2. Resumimos esta lenda em doze frases que baralhámos:

a) Numa noite de S. João, um cavaleiro cristão passou sobre a ponte e ouviu uma voz de mulher, pedindo-lhe
que se aproximasse e a beijasse para a libertar do encantamento que a mantinha ali presa.
b) Vencidos os mouros, o guerreiro cristão e a jovem moura enamoraram-se um do outro e ficaram juntos.
c) No tempo da reocupação de Chaves pelos mouros o alcaide do castelo tornou noiva do seu filho Abed uma
jovem sobrinha muito bela.
d) A jovem foi condenada a ficar encantada sob o terceiro arco da ponte de Chaves , até que o amor de um outro
cavaleiro cristão a salvasse.
e) Temendo perder a alma, o cavaleiro cristão não atendeu aquele pedido e afastou-se.
f) Muitas mulheres fugiram, mas a jovem moura decidiu aproximar-se do local onde se travava a luta entre os
mouros e os cristãos.
g) Quando soube que a jovem moura era sobrinha do alcaide do castelo, o guerreiro mandou que levassem a
jovem para a sua tenda.
h) Desde então, nas noites de S. João, ouvem-se os soluços e os queixumes da jovem moura, que para sempre
ficou encantada.
i) Um dia, tendo-a visto sobre a ponte, Abed aproximou-se, lançando-lhe uma maldição.
j) Foi então que um guerreiro cristão a viu e lhe falou.

4
k) Porém, Abed não perdoou à sua antiga noiva ter sido abandonado.
l) Um dia, os portugueses atacaram Chaves e o alcaide e o filho correram a defender o castelo.

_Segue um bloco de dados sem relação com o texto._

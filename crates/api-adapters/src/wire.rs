//! Wire shapes shared by the REST arm and the realtime channel.
//! Field names are camelCase on the wire regardless of the Rust side.

use serde_json::{json, Value};

use domains::events::PostEvent;
use domains::models::{Author, Post};

pub fn post_body(post: &Post, author: &Author) -> Value {
    json!({
        "id": post.id,
        "title": post.title,
        "content": post.content,
        "imageUrl": post.image_url,
        "creator": { "id": author.id, "name": author.name },
        "createdAt": post.created_at.to_rfc3339(),
        "updatedAt": post.updated_at.to_rfc3339(),
    })
}

/// One frame of the `posts` realtime channel:
/// `{"event": "posts", "data": {"action": ..., "post": ...}}`.
/// Deletions carry only the id.
pub fn event_frame(event: &PostEvent) -> Value {
    let post = match event {
        PostEvent::Created { post, author } | PostEvent::Updated { post, author } => {
            post_body(post, author)
        }
        PostEvent::Deleted { id } => json!(id),
    };
    json!({
        "event": "posts",
        "data": { "action": event.action(), "post": post },
    })
}

#[cfg(test)]
mod tests {
    use super::*;
    use chrono::Utc;
    use uuid::Uuid;

    #[test]
    fn delete_frames_carry_only_the_id() {
        let id = Uuid::now_v7();
        let frame = event_frame(&PostEvent::Deleted { id });
        assert_eq!(frame["event"], "posts");
        assert_eq!(frame["data"]["action"], "delete");
        assert_eq!(frame["data"]["post"], json!(id));
    }

    #[test]
    fn create_frames_embed_the_resolved_creator() {
        let now = Utc::now();
        let author = Author {
            id: Uuid::now_v7(),
            name: "Maria".into(),
        };
        let post = Post {
            id: Uuid::now_v7(),
            title: "First post".into(),
            content: "Hello, feed!".into(),
            image_url: "images/one.png".into(),
            creator_id: author.id,
            created_at: now,
            updated_at: now,
        };
        let frame = event_frame(&PostEvent::Created {
            post: post.clone(),
            author: author.clone(),
        });
        assert_eq!(frame["data"]["action"], "create");
        assert_eq!(frame["data"]["post"]["creator"]["name"], "Maria");
        assert_eq!(frame["data"]["post"]["imageUrl"], "images/one.png");
    }
}
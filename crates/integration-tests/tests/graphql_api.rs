//! The GraphQL arm: the full operation set, and the uniform error shape
//! (`message` plus `status`/`data` extensions).

use axum::http::StatusCode;
use serde_json::{json, Value};

use integration_tests::TestApp;

fn first_error(body: &Value) -> &Value {
    &body["errors"][0]
}

#[tokio::test]
async fn create_user_then_login_then_whoami() {
    let app = TestApp::spawn();

    let (status, body) = app
        .graphql(
            None,
            "mutation($input: UserInputData!) { createUser(userInput: $input) { id email status } }",
            json!({ "input": { "email": "a@b.com", "name": "Maria", "password": "abcde" } }),
        )
        .await;
    assert_eq!(status, StatusCode::OK);
    assert_eq!(body["data"]["createUser"]["email"], "a@b.com");
    assert_eq!(body["data"]["createUser"]["status"], "I am new!");

    let (_, body) = app
        .graphql(
            None,
            r#"query { login(email: "a@b.com", password: "abcde") { token userId } }"#,
            json!({}),
        )
        .await;
    let token = body["data"]["login"]["token"].as_str().unwrap().to_owned();
    let user_id = body["data"]["login"]["userId"].clone();

    let (_, body) = app
        .graphql(Some(&token), "query { user { id email name } }", json!({}))
        .await;
    assert_eq!(body["data"]["user"]["id"], user_id);
    assert_eq!(body["data"]["user"]["name"], "Maria");
}

#[tokio::test]
async fn duplicate_create_user_reports_a_conflict() {
    let app = TestApp::spawn();
    let mutation =
        "mutation($input: UserInputData!) { createUser(userInput: $input) { id } }";
    let input = json!({ "input": { "email": "a@b.com", "name": "Maria", "password": "abcde" } });

    app.graphql(None, mutation, input.clone()).await;
    let (status, body) = app.graphql(None, mutation, input).await;

    // GraphQL transports errors in-band; HTTP stays 200.
    assert_eq!(status, StatusCode::OK);
    let error = first_error(&body);
    assert_eq!(error["message"], "conflict: User exists");
    assert_eq!(error["extensions"]["status"], 409);
}

#[tokio::test]
async fn invalid_input_carries_field_details_in_extensions() {
    let app = TestApp::spawn();
    let (_, body) = app
        .graphql(
            None,
            "mutation($input: UserInputData!) { createUser(userInput: $input) { id } }",
            json!({ "input": { "email": "nope", "name": "", "password": "abc" } }),
        )
        .await;
    let error = first_error(&body);
    assert_eq!(error["extensions"]["status"], 422);
    assert_eq!(error["extensions"]["data"].as_array().unwrap().len(), 3);
}

#[tokio::test]
async fn anonymous_create_post_is_rejected_in_band_and_persists_nothing() {
    let app = TestApp::spawn();
    let (status, body) = app
        .graphql(
            None,
            r#"mutation { createPost(postInput: {
                title: "Sneaky post", content: "Should never land",
                imageUrl: "images/x.png"
            }) { id } }"#,
            json!({}),
        )
        .await;
    assert_eq!(status, StatusCode::OK);
    let error = first_error(&body);
    assert_eq!(error["message"], "not authenticated");
    assert_eq!(error["extensions"]["status"], 401);

    let token = app.token_for("reader@b.com").await;
    let (_, body) = app
        .graphql(Some(&token), "query { posts { totalPosts } }", json!({}))
        .await;
    assert_eq!(body["data"]["posts"]["totalPosts"], 0);
}

#[tokio::test]
async fn posts_are_paged_newest_first() {
    let app = TestApp::spawn();
    let token = app.token_for("a@b.com").await;
    for n in 0..3 {
        let (_, body) = app
            .graphql(
                Some(&token),
                "mutation($input: PostInputData!) { createPost(postInput: $input) { id } }",
                json!({ "input": {
                    "title": format!("Post number {n}"),
                    "content": format!("Body of post number {n}"),
                    "imageUrl": format!("images/{n}.png"),
                }}),
            )
            .await;
        assert!(body["errors"].is_null(), "createPost failed: {body}");
    }

    let (_, body) = app
        .graphql(
            Some(&token),
            "query { posts(page: 1) { posts { title creator { name } } totalPosts } }",
            json!({}),
        )
        .await;
    let page = &body["data"]["posts"];
    assert_eq!(page["totalPosts"], 3);
    let posts = page["posts"].as_array().unwrap();
    assert_eq!(posts.len(), 2);
    assert_eq!(posts[0]["title"], "Post number 2");
    assert_eq!(posts[0]["creator"]["name"], "Test User");

    let (_, body) = app
        .graphql(
            Some(&token),
            "query { posts(page: 2) { posts { title } totalPosts } }",
            json!({}),
        )
        .await;
    let page = &body["data"]["posts"];
    assert_eq!(page["posts"].as_array().unwrap().len(), 1);
    assert_eq!(page["posts"][0]["title"], "Post number 0");
}

#[tokio::test]
async fn update_post_with_null_image_keeps_the_stored_one() {
    let app = TestApp::spawn();
    let token = app.token_for("a@b.com").await;
    let post_id = app.create_post(&token, "Original title").await;

    let (_, body) = app
        .graphql(
            Some(&token),
            "mutation($id: ID!, $input: PostUpdateData!) {
                updatePost(id: $id, postInput: $input) { title imageUrl }
            }",
            json!({ "id": post_id, "input": {
                "title": "Edited title", "content": "Edited body text"
            }}),
        )
        .await;
    let updated = &body["data"]["updatePost"];
    assert_eq!(updated["title"], "Edited title");
    assert_eq!(updated["imageUrl"], "images/fixture.png");

    let (_, body) = app
        .graphql(
            Some(&token),
            "mutation($id: ID!, $input: PostUpdateData!) {
                updatePost(id: $id, postInput: $input) { imageUrl }
            }",
            json!({ "id": post_id, "input": {
                "title": "Edited title", "content": "Edited body text",
                "imageUrl": "images/replacement.png"
            }}),
        )
        .await;
    assert_eq!(body["data"]["updatePost"]["imageUrl"], "images/replacement.png");
    assert!(app.media.was_removed("images/fixture.png"));
}

#[tokio::test]
async fn delete_post_roundtrip() {
    let app = TestApp::spawn();
    let token = app.token_for("a@b.com").await;
    let post_id = app.create_post(&token, "Doomed post").await;

    let (_, body) = app
        .graphql(
            Some(&token),
            "mutation($id: ID!) { deletePost(id: $id) }",
            json!({ "id": post_id }),
        )
        .await;
    assert_eq!(body["data"]["deletePost"], true);

    let (_, body) = app
        .graphql(
            Some(&token),
            "query($id: ID!) { post(id: $id) { id } }",
            json!({ "id": post_id }),
        )
        .await;
    assert_eq!(first_error(&body)["extensions"]["status"], 404);
}

#[tokio::test]
async fn update_status_mutation_roundtrips() {
    let app = TestApp::spawn();
    let token = app.token_for("a@b.com").await;

    let (_, body) = app
        .graphql(
            Some(&token),
            r#"mutation { updateStatus(status: "Exploring GraphQL") { status } }"#,
            json!({}),
        )
        .await;
    assert_eq!(body["data"]["updateStatus"]["status"], "Exploring GraphQL");

    let (_, body) = app
        .graphql(Some(&token), "query { user { status } }", json!({}))
        .await;
    assert_eq!(body["data"]["user"]["status"], "Exploring GraphQL");
}
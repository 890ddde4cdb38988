//! Realtime post-change events, fanned out to connected viewers after a
//! mutation durably commits. Ephemeral: never persisted, no delivery
//! guarantee to disconnected viewers. The wire encoding is the realtime
//! adapter's concern.

use uuid::Uuid;

use crate::models::{Author, Post};

#[derive(Debug, Clone)]
pub enum PostEvent {
    /// Carries the full post with its resolved creator so viewers can
    /// render without a follow-up fetch.
    Created { post: Post, author: Author },
    Updated { post: Post, author: Author },
    /// Only the id survives deletion.
    Deleted { id: Uuid },
}

impl PostEvent {
    /// The id of the post this event concerns.
    pub fn post_id(&self) -> Uuid {
        match self {
            Self::Created { post, .. } | Self::Updated { post, .. } => post.id,
            Self::Deleted { id } => *id,
        }
    }

    /// Wire name of the action, matching the `posts` channel contract.
    pub fn action(&self) -> &'static str {
        match self {
            Self::Created { .. } => "create",
            Self::Updated { .. } => "update",
            Self::Deleted { .. } => "delete",
        }
    }
}
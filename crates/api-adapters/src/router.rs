//! Route table and layer stack. The identity middleware wraps every
//! route; CORS and request tracing wrap the whole surface.

use std::path::Path;

use axum::http::{header, HeaderValue, Method};
use axum::routing::{get, post, put};
use axum::{middleware as axum_middleware, Router};
use tower_http::cors::{AllowOrigin, CorsLayer};
use tower_http::services::ServeDir;
use tower_http::trace::TraceLayer;

use crate::state::ApiState;
use crate::{middleware, realtime, rest, upload};

/// Assembles the full surface. `media_root` is the directory the static
/// images route serves; `client_origin` is the SPA origin for CORS
/// (`"*"` opens the surface up).
pub fn router(state: ApiState, media_root: &Path, client_origin: &str) -> Router {
    let cors = cors_layer(client_origin);

    Router::new()
        .route("/feed/posts", get(rest::get_posts))
        .route("/feed/post", post(rest::create_post))
        .route(
            "/feed/post/{id}",
            get(rest::get_post)
                .put(rest::update_post)
                .delete(rest::delete_post),
        )
        .route("/auth/signup", put(rest::signup))
        .route("/auth/login", post(rest::login))
        .route(
            "/auth/status",
            get(rest::get_status).patch(rest::update_status),
        )
        .route("/post-image", put(upload::put_post_image))
        .route(
            "/graphql",
            get(rest::graphql_playground).post(rest::graphql_handler),
        )
        .route("/ws", get(realtime::ws_handler))
        .nest_service("/images", ServeDir::new(media_root))
        .layer(axum_middleware::from_fn_with_state(
            state.clone(),
            middleware::identity,
        ))
        .layer(cors)
        .layer(TraceLayer::new_for_http())
        .with_state(state)
}

fn cors_layer(client_origin: &str) -> CorsLayer {
    let origin = if client_origin == "*" {
        AllowOrigin::any()
    } else {
        match client_origin.parse::<HeaderValue>() {
            Ok(value) => AllowOrigin::exact(value),
            Err(_) => {
                tracing::warn!(%client_origin, "unparseable CORS origin, allowing any");
                AllowOrigin::any()
            }
        }
    };
    CorsLayer::new()
        .allow_origin(origin)
        .allow_methods([
            Method::GET,
            Method::POST,
            Method::PUT,
            Method::PATCH,
            Method::DELETE,
        ])
        .allow_headers([header::CONTENT_TYPE, header::AUTHORIZATION])
}
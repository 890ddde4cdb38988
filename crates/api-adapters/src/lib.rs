//! # api-adapters
//!
//! The HTTP surface of rusty-feed. The GraphQL schema and the realtime
//! hub are always available; the axum routing, middleware, upload and
//! WebSocket plumbing sit behind the `web-axum` feature.

pub mod error;
pub mod graphql;
pub mod realtime;
pub mod wire;

#[cfg(feature = "web-axum")]
pub mod middleware;

#[cfg(feature = "web-axum")]
pub mod rest;

#[cfg(feature = "web-axum")]
pub mod state;

#[cfg(feature = "web-axum")]
pub mod upload;

#[cfg(feature = "web-axum")]
mod router;

#[cfg(feature = "web-axum")]
pub use router::router;

#[cfg(feature = "web-axum")]
pub use state::ApiState;
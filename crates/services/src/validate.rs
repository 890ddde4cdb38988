//! Input validation helpers. Field checks mirror the wire contract:
//! a well-formed email, and minimum lengths of 5 for passwords, post
//! titles and post content.

use domains::error::FieldError;

/// Minimum length shared by passwords, titles and content.
pub const MIN_LEN: usize = 5;

/// Just enough of an email check to reject obvious garbage: exactly one
/// `@`, a non-empty local part, and a domain containing a dot. Real
/// verification happens by mailing the address, not by parsing it.
pub fn is_email(value: &str) -> bool {
    let mut parts = value.splitn(2, '@');
    let (Some(local), Some(domain)) = (parts.next(), parts.next()) else {
        return false;
    };
    !local.is_empty()
        && !domain.is_empty()
        && !domain.contains('@')
        && !domain.starts_with('.')
        && !domain.ends_with('.')
        && domain.contains('.')
        && !value.chars().any(char::is_whitespace)
}

pub fn check_email(email: &str, errors: &mut Vec<FieldError>) {
    if !is_email(email) {
        errors.push(FieldError::new("email", "Invalid email address"));
    }
}

pub fn check_password(password: &str, errors: &mut Vec<FieldError>) {
    if password.trim().is_empty() || password.len() < MIN_LEN {
        errors.push(FieldError::new("password", "Invalid password"));
    }
}

pub fn check_name(name: &str, errors: &mut Vec<FieldError>) {
    if name.trim().is_empty() {
        errors.push(FieldError::new("name", "Name required"));
    }
}

pub fn check_title(title: &str, errors: &mut Vec<FieldError>) {
    if title.trim().is_empty() || title.len() < MIN_LEN {
        errors.push(FieldError::new("title", "Title invalid"));
    }
}

pub fn check_content(content: &str, errors: &mut Vec<FieldError>) {
    if content.trim().is_empty() || content.len() < MIN_LEN {
        errors.push(FieldError::new("content", "Content invalid"));
    }
}
//! # rusty-feed binary
//!
//! Assembles the application from the adapter crates selected at
//! compile time and serves the HTTP surface. Assembly order matters:
//! the realtime hub is initialized before any route can run, so a
//! mutation can never find the transport missing.

use std::sync::Arc;

use anyhow::Context as _;
use secrecy::ExposeSecret;
use sqlx::postgres::PgPoolOptions;
use tracing_subscriber::{layer::SubscriberExt, util::SubscriberInitExt, EnvFilter};

use api_adapters::{realtime, ApiState};
use auth_adapters::{Argon2PasswordHasher, JwtTokenService};
use configs::AppConfig;
use services::{AuthService, PostService};
use storage_adapters::{LocalMediaStore, PgPostRepo, PgUserRepo};

#[tokio::main]
async fn main() -> anyhow::Result<()> {
    tracing_subscriber::registry()
        .with(EnvFilter::new(
            std::env::var("RUST_LOG").unwrap_or_else(|_| "rusty_feed=debug,info".into()),
        ))
        .with(tracing_subscriber::fmt::layer())
        .init();

    let config = AppConfig::load().context("loading configuration")?;

    // 1. Database
    let pool = PgPoolOptions::new()
        .max_connections(config.database.max_connections)
        .connect(config.database.url.expose_secret())
        .await
        .context("connecting to the database")?;
    storage_adapters::postgres::migrate(&pool)
        .await
        .context("running migrations")?;
    let users = Arc::new(PgUserRepo::new(pool.clone()));
    let posts_repo = Arc::new(PgPostRepo::new(pool));

    // 2. Media storage
    let media = Arc::new(LocalMediaStore::new(
        &config.media.root,
        config.media.public_prefix.clone(),
    ));

    // 3. Credentials
    let tokens = Arc::new(JwtTokenService::new(
        &config.auth.jwt_secret,
        config.auth.token_ttl_secs,
    ));
    let passwords = Arc::new(Argon2PasswordHasher);

    // 4. Realtime transport, before the services that emit into it.
    let hub = realtime::init();

    // 5. Services and the HTTP surface
    let auth = Arc::new(AuthService::new(users.clone(), passwords, tokens.clone()));
    let posts = Arc::new(PostService::new(
        posts_repo,
        users,
        media.clone(),
        hub,
        config.feed.per_page,
    ));
    let state = ApiState::new(
        auth,
        posts,
        tokens,
        media,
        config.media.allowed_mime_types.clone(),
    );
    let app = api_adapters::router(state, &config.media.root, &config.server.client_origin);

    let address = format!("{}:{}", config.server.host, config.server.port);
    let listener = tokio::net::TcpListener::bind(&address)
        .await
        .with_context(|| format!("binding {address}"))?;
    tracing::info!(%address, "rusty-feed listening");

    axum::serve(listener, app)
        .with_graceful_shutdown(shutdown_signal())
        .await
        .context("serving")?;
    Ok(())
}

async fn shutdown_signal() {
    let ctrl_c = async {
        tokio::signal::ctrl_c()
            .await
            .expect("failed to install Ctrl+C handler");
    };

    #[cfg(unix)]
    let terminate = async {
        tokio::signal::unix::signal(tokio::signal::unix::SignalKind::terminate())
            .expect("failed to install signal handler")
            .recv()
            .await;
    };

    #[cfg(not(unix))]
    let terminate = std::future::pending::<()>();

    tokio::select! {
        _ = ctrl_c => {},
        _ = terminate => {},
    }
    tracing::info!("shutdown signal received");
}
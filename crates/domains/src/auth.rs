//! # AuthContext
//!
//! The per-request outcome of identity verification. Created fresh for
//! every inbound request by the identity middleware and destroyed with
//! it; never persisted.

use uuid::Uuid;

use crate::error::{DomainError, Result};

/// Either nobody, or a verified subject. The middleware only annotates;
/// whether anonymity is acceptable is the handler's decision.
#[derive(Debug, Clone, Copy, PartialEq, Eq, Default)]
pub enum AuthContext {
    #[default]
    Anonymous,
    Authenticated {
        subject: Uuid,
    },
}

impl AuthContext {
    /// The authorization guard: fails hard on anonymity, before any side
    /// effect, with the stable 401 code. On success returns the subject
    /// id as the acting identity.
    pub fn require(&self) -> Result<Uuid> {
        match self {
            Self::Authenticated { subject } => Ok(*subject),
            Self::Anonymous => Err(DomainError::NotAuthenticated),
        }
    }

    pub fn subject(&self) -> Option<Uuid> {
        match self {
            Self::Authenticated { subject } => Some(*subject),
            Self::Anonymous => None,
        }
    }

    pub fn is_authenticated(&self) -> bool {
        matches!(self, Self::Authenticated { .. })
    }
}
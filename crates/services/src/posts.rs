//! Post CRUD and the feed window. Every mutation runs the authorization
//! guard first, writes through the repository, and only then hands the
//! change to the event sink: a viewer must never receive an event for a
//! post it cannot yet fetch.

use std::sync::Arc;

use chrono::Utc;
use serde::Deserialize;
use uuid::Uuid;

use domains::auth::AuthContext;
use domains::error::{DomainError, FieldError, Result};
use domains::events::PostEvent;
use domains::models::{Author, FeedItem, FeedPage, Post};
use domains::ports::{MediaStore, PostEventSink, PostRepo, UserRepo};

use crate::feed::PageParams;
use crate::validate;

/// Input for `create`. The image is uploaded beforehand through the
/// media endpoint and referenced here by its stored path.
#[derive(Debug, Clone, Deserialize)]
pub struct PostInput {
    pub title: String,
    pub content: String,
    #[serde(rename = "imageUrl")]
    pub image_url: String,
}

/// Input for `update`. `image_url: None` means "no image change
/// requested": an explicit absence, never a sentinel string.
#[derive(Debug, Clone, Deserialize)]
pub struct PostUpdate {
    pub title: String,
    pub content: String,
    #[serde(rename = "imageUrl")]
    pub image_url: Option<String>,
}

pub struct PostService {
    posts: Arc<dyn PostRepo>,
    users: Arc<dyn UserRepo>,
    media: Arc<dyn MediaStore>,
    events: Arc<dyn PostEventSink>,
    per_page: u32,
}

impl PostService {
    pub fn new(
        posts: Arc<dyn PostRepo>,
        users: Arc<dyn UserRepo>,
        media: Arc<dyn MediaStore>,
        events: Arc<dyn PostEventSink>,
        per_page: u32,
    ) -> Self {
        Self {
            posts,
            users,
            media,
            events,
            per_page,
        }
    }

    fn validate_text(title: &str, content: &str) -> Result<()> {
        let mut errors = Vec::new();
        validate::check_title(title, &mut errors);
        validate::check_content(content, &mut errors);
        if errors.is_empty() {
            Ok(())
        } else {
            Err(DomainError::validation("Invalid input", errors))
        }
    }

    pub async fn create(&self, ctx: &AuthContext, input: PostInput) -> Result<FeedItem> {
        let subject = ctx.require()?;
        Self::validate_text(&input.title, &input.content)?;
        if input.image_url.trim().is_empty() {
            return Err(DomainError::validation(
                "Invalid input",
                vec![FieldError::new("imageUrl", "No image attached")],
            ));
        }

        // The subject comes from a verified token, but the account may
        // have been deleted since issuance.
        let creator = self
            .users
            .find_by_id(subject)
            .await?
            .ok_or_else(|| DomainError::NotAuthorized("unknown creator".into()))?;

        let now = Utc::now();
        let post = Post {
            id: Uuid::now_v7(),
            title: input.title,
            content: input.content,
            image_url: input.image_url,
            creator_id: creator.id,
            created_at: now,
            updated_at: now,
        };
        self.posts.insert(&post).await?;

        let item = FeedItem {
            post,
            author: Author {
                id: creator.id,
                name: creator.name,
            },
        };
        self.events.emit(PostEvent::Created {
            post: item.post.clone(),
            author: item.author.clone(),
        });
        tracing::info!(post = %item.post.id, "post created");
        Ok(item)
    }

    /// One feed window. `page` defaults to 1; the page size comes from
    /// configuration.
    pub async fn page(&self, ctx: &AuthContext, page: Option<u32>) -> Result<FeedPage> {
        ctx.require()?;
        let params = PageParams::new(page.unwrap_or(1), self.per_page)?;
        self.posts.find_page(params.limit(), params.offset()).await
    }

    pub async fn single(&self, ctx: &AuthContext, id: Uuid) -> Result<FeedItem> {
        ctx.require()?;
        self.posts
            .find_by_id(id)
            .await?
            .ok_or(DomainError::NotFound("post"))
    }

    pub async fn update(&self, ctx: &AuthContext, id: Uuid, input: PostUpdate) -> Result<FeedItem> {
        let subject = ctx.require()?;
        let FeedItem { mut post, author } = self
            .posts
            .find_by_id(id)
            .await?
            .ok_or(DomainError::NotFound("post"))?;
        if post.creator_id != subject {
            return Err(DomainError::NotAuthorized(
                "only the creator may edit a post".into(),
            ));
        }
        Self::validate_text(&input.title, &input.content)?;

        post.title = input.title;
        post.content = input.content;
        if let Some(image_url) = input.image_url {
            if image_url != post.image_url {
                self.media.remove(&post.image_url).await;
            }
            post.image_url = image_url;
        }
        post.updated_at = Utc::now();

        if !self.posts.update(&post).await? {
            // Deleted underneath us between fetch and write.
            return Err(DomainError::NotFound("post"));
        }
        let item = FeedItem { post, author };
        self.events.emit(PostEvent::Updated {
            post: item.post.clone(),
            author: item.author.clone(),
        });
        Ok(item)
    }

    pub async fn delete(&self, ctx: &AuthContext, id: Uuid) -> Result<()> {
        let subject = ctx.require()?;
        let FeedItem { post, .. } = self
            .posts
            .find_by_id(id)
            .await?
            .ok_or(DomainError::NotFound("post"))?;
        if post.creator_id != subject {
            return Err(DomainError::NotAuthorized(
                "only the creator may delete a post".into(),
            ));
        }

        self.media.remove(&post.image_url).await;
        if !self.posts.delete(id).await? {
            // A concurrent delete won the race; the store already
            // resolved it. Normal not-found, not a crash.
            return Err(DomainError::NotFound("post"));
        }
        self.events.emit(PostEvent::Deleted { id });
        tracing::info!(post = %id, "post deleted");
        Ok(())
    }
}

2.1 Depois de numerares as frases pela ordem correta, copia-as e ficarás com um resumo desta lenda.

II – Gramática

1. «Pois preparemo-nos para os apanhar!» [linha 22]


«Eu os receberei!» [linha 25]
1.1 Classifica a palavra os nas duas frases.
1.2 Reescreve as frases, colocando a palavra os depois da forma verbal.
1.3 A que tipo de conjugação pertence a forma verbal destacada na primeira frase?

2. Relê a fala de Abed, entre as linhas 100 e 103.


2.1 Sublinha todos os pronomes aí presentes e indica a sua subclasse.